Accepted for/Published in: Journal of Medical Internet Research
Date Submitted: Oct 2, 2018
Date Accepted: Apr 26, 2019
(closed for review but you can still tweet)
Implementation of a Web-Based Work-Related Psychological Aftercare Program into clinical routine. Results of a longitudinal observational study
ABSTRACT
Background:
As inpatient medical rehabilitation serves to promote work ability, vocational reintegration is a crucial outcome. Previous online trials on coping with work-related stress, however, have been limited to online recruitment of study participants.
Objective:
The aim of our study was to evaluate the implementation of an empirically supported transdiagnostic psychodynamic online aftercare program GSA-(“Gesund und Stressfrei am Arbeitsplatz” [Healthy and stress-less at the workplace]) Online plus into the clinical routine of inpatient medical rehabilitation, to identify characteristics of patients who have received the recommendation for GSA-Online plus and to determine helpfulness of the intervention and satisfaction of the participants as well as improvement in quality of life and mental health status of the regular users of GSA-Online plus.
Methods:
GSA-Online plus was prescribed by the physicians at termination of orthopedic, respectively psychosomatic inpatient rehabilitation.

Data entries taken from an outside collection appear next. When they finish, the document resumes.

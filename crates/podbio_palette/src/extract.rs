//! Dominant-color extraction and role assignment
//!
//! 1. Downscale so the longer side is at most `max_dimension`
//! 2. Sample every `sample_stride`-th pixel in both axes
//! 3. Drop transparent, near-black, and near-white samples
//! 4. Quantize channels to `bucket_size` steps and count buckets
//! 5. Keep the `top_k` most frequent buckets as candidates
//! 6. Assign primary / secondary / accent by brightness and saturation

use image::RgbaImage;
use rustc_hash::FxHashMap;
use serde::{Deserialize, Serialize};
use tracing::{debug, warn};

use crate::error::Result;
use crate::loader::{decode, downscale};
use crate::source::ImageSource;
use crate::{ColorRoles, Rgb};

/// Tunables for extraction. Defaults are the reference constants.
#[derive(Clone, Debug, PartialEq, Serialize, Deserialize)]
#[serde(default)]
pub struct ExtractorConfig {
    /// Longer side after downscaling
    pub max_dimension: u32,
    /// Sample every Nth pixel in both axes
    pub sample_stride: u32,
    /// Samples with average channel below this are dropped
    pub min_brightness: u8,
    /// Samples with average channel above this are dropped
    pub max_brightness: u8,
    /// Samples with alpha below this are dropped
    pub alpha_cutoff: u8,
    /// Channel quantization step
    pub bucket_size: u8,
    /// Number of candidates kept after ranking
    pub top_k: usize,
    /// Primary: brightness below this qualifies
    pub primary_max_brightness: f32,
    /// Primary: saturation above this qualifies
    pub primary_min_saturation: f32,
    /// Accent: saturation must exceed this
    pub accent_min_saturation: f32,
}

impl Default for ExtractorConfig {
    fn default() -> Self {
        Self {
            max_dimension: 200,
            sample_stride: 4,
            min_brightness: 20,
            max_brightness: 235,
            alpha_cutoff: 128,
            bucket_size: 24,
            top_k: 5,
            primary_max_brightness: 140.0,
            primary_min_saturation: 0.4,
            accent_min_saturation: 0.3,
        }
    }
}

/// A ranked bucket color
#[derive(Clone, Copy, Debug, PartialEq)]
pub struct Candidate {
    pub color: Rgb,
    pub count: u32,
    pub brightness: f32,
    pub saturation: f32,
}

impl Candidate {
    fn new(color: Rgb, count: u32) -> Self {
        Self {
            color,
            count,
            brightness: color.brightness(),
            saturation: color.saturation(),
        }
    }
}

/// Palette extractor with fixed tunables.
#[derive(Clone, Debug, Default)]
pub struct PaletteExtractor {
    config: ExtractorConfig,
}

impl PaletteExtractor {
    pub fn new(config: ExtractorConfig) -> Self {
        Self { config }
    }

    pub fn config(&self) -> &ExtractorConfig {
        &self.config
    }

    /// Extract roles from encoded bytes, degrading to [`ColorRoles::fallback`].
    pub fn extract(&self, bytes: &[u8]) -> ColorRoles {
        self.try_extract(bytes).unwrap_or_else(|err| {
            warn!(error = %err, "palette extraction failed, using fallback colors");
            ColorRoles::fallback()
        })
    }

    /// Extract roles from encoded bytes; only decoding can fail.
    pub fn try_extract(&self, bytes: &[u8]) -> Result<ColorRoles> {
        let image = decode(bytes)?;
        Ok(self.extract_image(image))
    }

    /// Load and extract, degrading to [`ColorRoles::fallback`].
    pub fn extract_source(&self, source: &ImageSource) -> ColorRoles {
        self.try_extract_source(source).unwrap_or_else(|err| {
            warn!(error = %err, "palette extraction failed, using fallback colors");
            ColorRoles::fallback()
        })
    }

    pub fn try_extract_source(&self, source: &ImageSource) -> Result<ColorRoles> {
        let bytes = source.load_bytes()?;
        self.try_extract(&bytes)
    }

    /// Extract roles from already-decoded pixels.
    pub fn extract_image(&self, image: RgbaImage) -> ColorRoles {
        let image = downscale(image, self.config.max_dimension);
        let candidates = self.candidates(&image);
        if candidates.len() < 2 {
            debug!(
                candidates = candidates.len(),
                "not enough distinct colors, using fallback palette"
            );
            return ColorRoles::fallback();
        }
        self.assign_roles(&candidates)
    }

    /// Ranked candidate buckets, most frequent first.
    ///
    /// Ties are broken by color so repeated runs rank identically.
    pub fn candidates(&self, image: &RgbaImage) -> Vec<Candidate> {
        let cfg = &self.config;
        let stride = cfg.sample_stride.max(1) as usize;
        let mut counts: FxHashMap<Rgb, u32> = FxHashMap::default();
        let mut sampled = 0usize;

        for y in (0..image.height()).step_by(stride) {
            for x in (0..image.width()).step_by(stride) {
                let [r, g, b, a] = image.get_pixel(x, y).0;
                sampled += 1;
                if a < cfg.alpha_cutoff {
                    continue;
                }
                let color = Rgb::new(r, g, b);
                let brightness = color.brightness();
                if brightness < f32::from(cfg.min_brightness)
                    || brightness > f32::from(cfg.max_brightness)
                {
                    continue;
                }
                let bucket = color.quantize(cfg.bucket_size);
                *counts.entry(bucket).or_insert(0) += 1;
            }
        }

        let mut ranked: Vec<(Rgb, u32)> = counts.into_iter().collect();
        ranked.sort_by(|a, b| b.1.cmp(&a.1).then_with(|| a.0.cmp(&b.0)));
        ranked.truncate(cfg.top_k);
        debug!(sampled, buckets = ranked.len(), "ranked palette candidates");

        ranked
            .into_iter()
            .map(|(color, count)| Candidate::new(color, count))
            .collect()
    }

    /// Classify ranked candidates into roles.
    pub fn assign_roles(&self, candidates: &[Candidate]) -> ColorRoles {
        let cfg = &self.config;
        if candidates.is_empty() {
            return ColorRoles::fallback();
        }

        let primary = candidates
            .iter()
            .position(|c| {
                c.brightness < cfg.primary_max_brightness
                    || c.saturation > cfg.primary_min_saturation
            })
            .unwrap_or(0);

        let secondary = first_max_by(candidates.iter().enumerate(), |c| c.brightness).unwrap_or(0);

        let accent = first_max_by(
            candidates.iter().enumerate().filter(|(i, c)| {
                *i != primary && *i != secondary && c.saturation > cfg.accent_min_saturation
            }),
            |c| c.saturation,
        )
        .map(|i| candidates[i].color)
        .unwrap_or_else(|| {
            // Second-most-saturated overall; a stable sort keeps rank order on ties.
            let mut by_saturation: Vec<&Candidate> = candidates.iter().collect();
            by_saturation.sort_by(|a, b| b.saturation.total_cmp(&a.saturation));
            by_saturation
                .get(1)
                .map(|c| c.color)
                .unwrap_or(Rgb::DEFAULT_ACCENT)
        });

        ColorRoles::new(candidates[primary].color, candidates[secondary].color, accent)
    }
}

/// Index of the first candidate with the largest key.
fn first_max_by<'a, I, F>(iter: I, key: F) -> Option<usize>
where
    I: Iterator<Item = (usize, &'a Candidate)>,
    F: Fn(&Candidate) -> f32,
{
    let mut best: Option<(usize, f32)> = None;
    for (i, candidate) in iter {
        let k = key(candidate);
        if best.map_or(true, |(_, best_key)| k > best_key) {
            best = Some((i, k));
        }
    }
    best.map(|(i, _)| i)
}

/// Extract roles from encoded bytes with the default configuration.
pub fn extract_palette(bytes: &[u8]) -> ColorRoles {
    PaletteExtractor::default().extract(bytes)
}

#[cfg(test)]
mod tests {
    use super::*;

    fn candidate(r: u8, g: u8, b: u8, count: u32) -> Candidate {
        Candidate::new(Rgb::new(r, g, b), count)
    }

    #[test]
    fn primary_prefers_first_dark_or_saturated() {
        let extractor = PaletteExtractor::default();
        let roles = extractor.assign_roles(&[
            candidate(216, 216, 192, 50), // light, unsaturated
            candidate(24, 48, 96, 40),    // dark navy
            candidate(216, 24, 72, 10),   // saturated red
        ]);
        assert_eq!(roles.primary, "#183060");
        assert_eq!(roles.secondary, "#d8d8c0");
        assert_eq!(roles.accent, "#d81848");
    }

    #[test]
    fn primary_falls_back_to_most_frequent() {
        let extractor = PaletteExtractor::default();
        let roles = extractor.assign_roles(&[
            candidate(192, 192, 192, 50),
            candidate(216, 216, 216, 40),
        ]);
        assert_eq!(roles.primary, "#c0c0c0");
        assert_eq!(roles.secondary, "#d8d8d8");
    }

    #[test]
    fn accent_falls_back_to_second_most_saturated() {
        let extractor = PaletteExtractor::default();
        let roles = extractor.assign_roles(&[
            candidate(24, 48, 96, 50),
            candidate(240, 216, 192, 40),
        ]);
        assert_eq!(roles.primary, "#183060");
        assert_eq!(roles.secondary, "#f0d8c0");
        assert_eq!(roles.accent, "#f0d8c0");
    }

    #[test]
    fn single_candidate_gets_default_accent() {
        let extractor = PaletteExtractor::default();
        let roles = extractor.assign_roles(&[candidate(24, 48, 96, 50)]);
        assert_eq!(roles.accent, "#0066ff");
    }

    #[test]
    fn transparent_and_extreme_samples_are_ignored() {
        let extractor = PaletteExtractor::default();
        let image = RgbaImage::from_fn(40, 40, |x, _| match x {
            0..=9 => image::Rgba([0, 0, 0, 255]),
            10..=19 => image::Rgba([255, 255, 255, 255]),
            20..=29 => image::Rgba([200, 30, 60, 0]),
            _ => image::Rgba([24, 48, 96, 255]),
        });
        let candidates = extractor.candidates(&image);
        assert_eq!(candidates.len(), 1);
        assert_eq!(candidates[0].color, Rgb::new(24, 48, 96));
    }
}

Participants’ use of the program, work-related attitudes, distress and quality of life were assessed online.
Results:
Of N = 2562 rehabilitants in two rehabilitation centers, n = 112 (4.4%) got a recommendation for GSA-Online plus during inpatient rehabilitation. Compared to usual person aftercare, the online aftercare program was rarely recommended by physicians. Recommendations were made more frequently in psychosomatic (5.9%) than orthopedic (3.1%) rehabilitation (χ21= 11.845, P = .001, Cramers V = -0.068), and to younger patients (P = .004, d = 0.28) with longer inpatient treatment duration (P < .001, r = -0.12) and extended sick-leaves before inpatient medical rehabilitation (P =.004; Cramers V = 0.072). Following recommendation, 77% of rehabilitants participated in online aftercare. Completers (58%) reported statistically significant improvements between discharge of inpatient treatment and the end of the aftercare program for subjective work ability (P = .02, d = 0.41), perceived stress (P = .01, d = 0.38), functioning (P = .002, d = -0.60) and life satisfaction (P = .008, d = 0.42).
Conclusions:
Physicians’ recommendations of online aftercare are well accepted by patients who derive considerable benefits from participation. However, a low rate of prescription compared to other usual aftercare options points to barriers among physicians to prescribing online aftercare. Clinical Trial: The trial is registered at ClinicalTrials.gov (Trial Registration number: ClinicalTrials Gov ID NCT03019718).